| Task prompt |
Each record, in full, must be restated word for word.

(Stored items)
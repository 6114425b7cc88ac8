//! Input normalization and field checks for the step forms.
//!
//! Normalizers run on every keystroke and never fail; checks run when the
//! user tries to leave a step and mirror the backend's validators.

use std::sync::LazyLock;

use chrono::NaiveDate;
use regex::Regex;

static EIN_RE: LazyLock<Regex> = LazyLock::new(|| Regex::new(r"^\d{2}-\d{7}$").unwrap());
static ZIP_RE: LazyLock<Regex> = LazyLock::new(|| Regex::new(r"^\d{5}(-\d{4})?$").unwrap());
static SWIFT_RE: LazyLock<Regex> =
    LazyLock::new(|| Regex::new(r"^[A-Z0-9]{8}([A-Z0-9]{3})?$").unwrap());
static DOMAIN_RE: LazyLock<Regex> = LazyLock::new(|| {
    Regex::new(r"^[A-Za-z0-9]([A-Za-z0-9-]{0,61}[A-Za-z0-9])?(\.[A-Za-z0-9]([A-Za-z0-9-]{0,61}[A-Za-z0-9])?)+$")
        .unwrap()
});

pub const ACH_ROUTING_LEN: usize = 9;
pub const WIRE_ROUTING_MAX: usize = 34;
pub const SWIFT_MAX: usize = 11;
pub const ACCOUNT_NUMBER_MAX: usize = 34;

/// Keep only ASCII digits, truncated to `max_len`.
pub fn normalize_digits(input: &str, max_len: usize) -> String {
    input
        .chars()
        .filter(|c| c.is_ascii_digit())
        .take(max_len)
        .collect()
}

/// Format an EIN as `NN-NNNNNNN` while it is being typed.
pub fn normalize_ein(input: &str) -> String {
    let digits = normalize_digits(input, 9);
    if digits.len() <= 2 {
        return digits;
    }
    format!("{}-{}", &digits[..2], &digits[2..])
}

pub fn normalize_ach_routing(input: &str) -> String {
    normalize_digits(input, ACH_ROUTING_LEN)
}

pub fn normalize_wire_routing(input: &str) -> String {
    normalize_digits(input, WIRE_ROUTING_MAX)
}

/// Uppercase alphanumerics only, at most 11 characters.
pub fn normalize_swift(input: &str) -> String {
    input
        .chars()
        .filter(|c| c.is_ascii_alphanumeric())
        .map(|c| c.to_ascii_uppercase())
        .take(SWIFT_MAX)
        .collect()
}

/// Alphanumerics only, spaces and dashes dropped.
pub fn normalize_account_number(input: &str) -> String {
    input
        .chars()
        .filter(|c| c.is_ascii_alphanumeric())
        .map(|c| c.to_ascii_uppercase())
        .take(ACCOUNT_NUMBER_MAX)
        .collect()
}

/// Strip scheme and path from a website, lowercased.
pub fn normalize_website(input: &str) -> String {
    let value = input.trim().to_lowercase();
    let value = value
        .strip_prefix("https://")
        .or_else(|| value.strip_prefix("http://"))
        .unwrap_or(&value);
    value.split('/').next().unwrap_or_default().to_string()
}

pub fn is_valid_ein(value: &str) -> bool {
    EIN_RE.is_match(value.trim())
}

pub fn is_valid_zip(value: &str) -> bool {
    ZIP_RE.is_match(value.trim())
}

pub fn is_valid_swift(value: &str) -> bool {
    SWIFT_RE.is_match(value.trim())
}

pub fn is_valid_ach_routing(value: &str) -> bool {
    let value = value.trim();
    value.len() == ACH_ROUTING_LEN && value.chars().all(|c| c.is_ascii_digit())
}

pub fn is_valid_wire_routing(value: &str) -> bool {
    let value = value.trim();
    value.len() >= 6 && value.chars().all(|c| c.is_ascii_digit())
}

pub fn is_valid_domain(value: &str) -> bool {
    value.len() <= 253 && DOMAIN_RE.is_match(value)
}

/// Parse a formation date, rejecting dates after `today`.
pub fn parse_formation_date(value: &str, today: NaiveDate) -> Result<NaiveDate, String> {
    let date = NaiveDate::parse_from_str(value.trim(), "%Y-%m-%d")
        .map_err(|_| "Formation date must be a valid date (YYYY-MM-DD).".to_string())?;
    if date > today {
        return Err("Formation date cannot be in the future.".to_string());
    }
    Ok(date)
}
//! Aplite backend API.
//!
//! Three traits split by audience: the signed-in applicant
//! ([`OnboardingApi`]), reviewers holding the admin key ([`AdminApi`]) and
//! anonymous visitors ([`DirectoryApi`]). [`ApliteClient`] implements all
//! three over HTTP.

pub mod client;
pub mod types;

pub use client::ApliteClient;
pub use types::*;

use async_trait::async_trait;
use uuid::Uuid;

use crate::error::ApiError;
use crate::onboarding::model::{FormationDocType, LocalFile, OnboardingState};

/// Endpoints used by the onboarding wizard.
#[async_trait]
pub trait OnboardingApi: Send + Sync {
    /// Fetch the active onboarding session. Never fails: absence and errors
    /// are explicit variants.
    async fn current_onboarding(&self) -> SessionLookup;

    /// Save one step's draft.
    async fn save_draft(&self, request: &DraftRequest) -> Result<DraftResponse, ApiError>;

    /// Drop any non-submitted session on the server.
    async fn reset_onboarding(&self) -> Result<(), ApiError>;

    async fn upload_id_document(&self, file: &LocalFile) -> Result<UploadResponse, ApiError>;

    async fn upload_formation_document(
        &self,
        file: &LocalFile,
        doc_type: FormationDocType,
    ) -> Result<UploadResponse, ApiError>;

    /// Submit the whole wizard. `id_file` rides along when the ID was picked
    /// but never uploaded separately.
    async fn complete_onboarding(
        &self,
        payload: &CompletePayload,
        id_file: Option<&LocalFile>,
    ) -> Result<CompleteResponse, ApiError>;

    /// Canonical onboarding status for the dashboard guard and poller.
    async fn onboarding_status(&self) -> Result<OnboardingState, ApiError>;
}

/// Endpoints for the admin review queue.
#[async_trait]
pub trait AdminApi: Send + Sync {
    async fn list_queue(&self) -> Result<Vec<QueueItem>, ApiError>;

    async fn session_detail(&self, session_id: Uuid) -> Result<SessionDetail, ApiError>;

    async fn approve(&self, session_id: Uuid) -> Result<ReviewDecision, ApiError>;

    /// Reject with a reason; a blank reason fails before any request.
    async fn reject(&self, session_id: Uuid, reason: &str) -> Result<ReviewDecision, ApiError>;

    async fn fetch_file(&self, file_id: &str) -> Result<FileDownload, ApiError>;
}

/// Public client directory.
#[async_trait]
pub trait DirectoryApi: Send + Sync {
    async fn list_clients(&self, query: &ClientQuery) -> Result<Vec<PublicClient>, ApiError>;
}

| Reply to the task |
repository 6114425b7cc88ac8
//! Input normalization and field checks for the step forms.
//!
//! Normalizers run on every keystroke and never fail; checks run when the
//! user tries to leave a step and mirror the backend's validators.

use std::sync::LazyLock;

use chrono::NaiveDate;
use regex::Regex;

static EIN_RE: LazyLock<Regex> = LazyLock::new(|| Regex::new(r"^\d{2}-\d{7}$").unwrap());
static ZIP_RE: LazyLock<Regex> = LazyLock::new(|| Regex::new(r"^\d{5}(-\d{4})?$").unwrap());
static SWIFT_RE: LazyLock<Regex> =
    LazyLock::new(|| Regex::new(r"^[A-Z0-9]{8}([A-Z0-9]{3})?$").unwrap());
static DOMAIN_RE: LazyLock<Regex> = LazyLock::new(|| {
    Regex::new(r"^[A-Za-z0-9]([A-Za-z0-9-]{0,61}[A-Za-z0-9])?(\.[A-Za-z0-9]([A-Za-z0-9-]{0,61}[A-Za-z0-9])?)+$")
        .unwrap()
});

pub const ACH_ROUTING_LEN: usize = 9;
pub const WIRE_ROUTING_MAX: usize = 34;
pub const SWIFT_MAX: usize = 11;
pub const ACCOUNT_NUMBER_MAX: usize = 34;

/// Keep only ASCII digits, truncated to `max_len`.
pub fn normalize_digits(input: &str, max_len: usize) -> String {
    input
        .chars()
        .filter(|c| c.is_ascii_digit())
        .take(max_len)
        .collect()
}

/// Format an EIN as `NN-NNNNNNN` while it is being typed.
pub fn normalize_ein(input: &str) -> String {
    let digits = normalize_digits(input, 9);
    if digits.len() <= 2 {
        return digits;
    }
    format!("{}-{}", &digits[..2], &digits[2..])
}

pub fn normalize_ach_routing(input: &str) -> String {
    normalize_digits(input, ACH_ROUTING_LEN)
}

pub fn normalize_wire_routing(input: &str) -> String {
    normalize_digits(input, WIRE_ROUTING_MAX)
}

/// Uppercase alphanumerics only, at most 11 characters.
pub fn normalize_swift(input: &str) -> String {
    input
        .chars()
        .filter(|c| c.is_ascii_alphanumeric())
        .map(|c| c.to_ascii_uppercase())
        .take(SWIFT_MAX)
        .collect()
}

/// Alphanumerics only, spaces and dashes dropped.
pub fn normalize_account_number(input: &str) -> String {
    input
        .chars()
        .filter(|c| c.is_ascii_alphanumeric())
        .map(|c| c.to_ascii_uppercase())
        .take(ACCOUNT_NUMBER_MAX)
        .collect()
}

/// Strip scheme and path from a website, lowercased.
pub fn normalize_website(input: &str) -> String {
    let value = input.trim().to_lowercase();
    let value = value
        .strip_prefix("https://")
        .or_else(|| value.strip_prefix("http://"))
        .unwrap_or(&value);
    value.split('/').next().unwrap_or_default().to_string()
}

pub fn is_valid_ein(value: &str) -> bool {
    EIN_RE.is_match(value.trim())
}

pub fn is_valid_zip(value: &str) -> bool {
    ZIP_RE.is_match(value.trim())
}

pub fn is_valid_swift(value: &str) -> bool {
    SWIFT_RE.is_match(value.trim())
}

pub fn is_valid_ach_routing(value: &str) -> bool {
    let value = value.trim();
    value.len() == ACH_ROUTING_LEN && value.chars().all(|c| c.is_ascii_digit())
}

pub fn is_valid_wire_routing(value: &str) -> bool {
    let value = value.trim();
    value.len() >= 6 && value.chars().all(|c| c.is_ascii_digit())
}

pub fn is_valid_domain(value: &str) -> bool {
    value.len() <= 253 && DOMAIN_RE.is_match(value)
}

/// Parse a formation date, rejecting dates after `today`.
pub fn parse_formation_date(value: &str, today: NaiveDate) -> Result<NaiveDate, String> {
    let date = NaiveDate::parse_from_str(value.trim(), "%Y-%m-%d")
        .map_err(|_| "Formation date must be a valid date (YYYY-MM-DD).".to_string())?;
    if date > today {
        return Err("Formation date cannot be in the future.".to_string());
    }
    Ok(date)
}
//! Aplite backend API.
//!
//! Three traits split by audience: the signed-in applicant
//! ([`OnboardingApi`]), reviewers holding the admin key ([`AdminApi`]) and
//! anonymous visitors ([`DirectoryApi`]). [`ApliteClient`] implements all
//! three over HTTP.

pub mod client;
pub mod types;

pub use client::ApliteClient;
pub use types::*;

use async_trait::async_trait;
use uuid::Uuid;

use crate::error::ApiError;
use crate::onboarding::model::{FormationDocType, LocalFile, OnboardingState};

/// Endpoints used by the onboarding wizard.
#[async_trait]
pub trait OnboardingApi: Send + Sync {
    /// Fetch the active onboarding session. Never fails: absence and errors
    /// are explicit variants.
    async fn current_onboarding(&self) -> SessionLookup;

    /// Save one step's draft.
    async fn save_draft(&self, request: &DraftRequest) -> Result<DraftResponse, ApiError>;

    /// Drop any non-submitted session on the server.
    async fn reset_onboarding(&self) -> Result<(), ApiError>;

    async fn upload_id_document(&self, file: &LocalFile) -> Result<UploadResponse, ApiError>;

    async fn upload_formation_document(
        &self,
        file: &LocalFile,
        doc_type: FormationDocType,
    ) -> Result<UploadResponse, ApiError>;

    /// Submit the whole wizard. `id_file` rides along when the ID was picked
    /// but never uploaded separately.
    async fn complete_onboarding(
        &self,
        payload: &CompletePayload,
        id_file: Option<&LocalFile>,
    ) -> Result<CompleteResponse, ApiError>;

    /// Canonical onboarding status for the dashboard guard and poller.
    async fn onboarding_status(&self) -> Result<OnboardingState, ApiError>;
}

/// Endpoints for the admin review queue.
#[async_trait]
pub trait AdminApi: Send + Sync {
    async fn list_queue(&self) -> Result<Vec<QueueItem>, ApiError>;

    async fn session_detail(&self, session_id: Uuid) -> Result<SessionDetail, ApiError>;

    async fn approve(&self, session_id: Uuid) -> Result<ReviewDecision, ApiError>;

    /// Reject with a reason; a blank reason fails before any request.
    async fn reject(&self, session_id: Uuid, reason: &str) -> Result<ReviewDecision, ApiError>;

    async fn fetch_file(&self, file_id: &str) -> Result<FileDownload, ApiError>;
}

/// Public client directory.
#[async_trait]
pub trait DirectoryApi: Send + Sync {
    async fn list_clients(&self, query: &ClientQuery) -> Result<Vec<PublicClient>, ApiError>;
}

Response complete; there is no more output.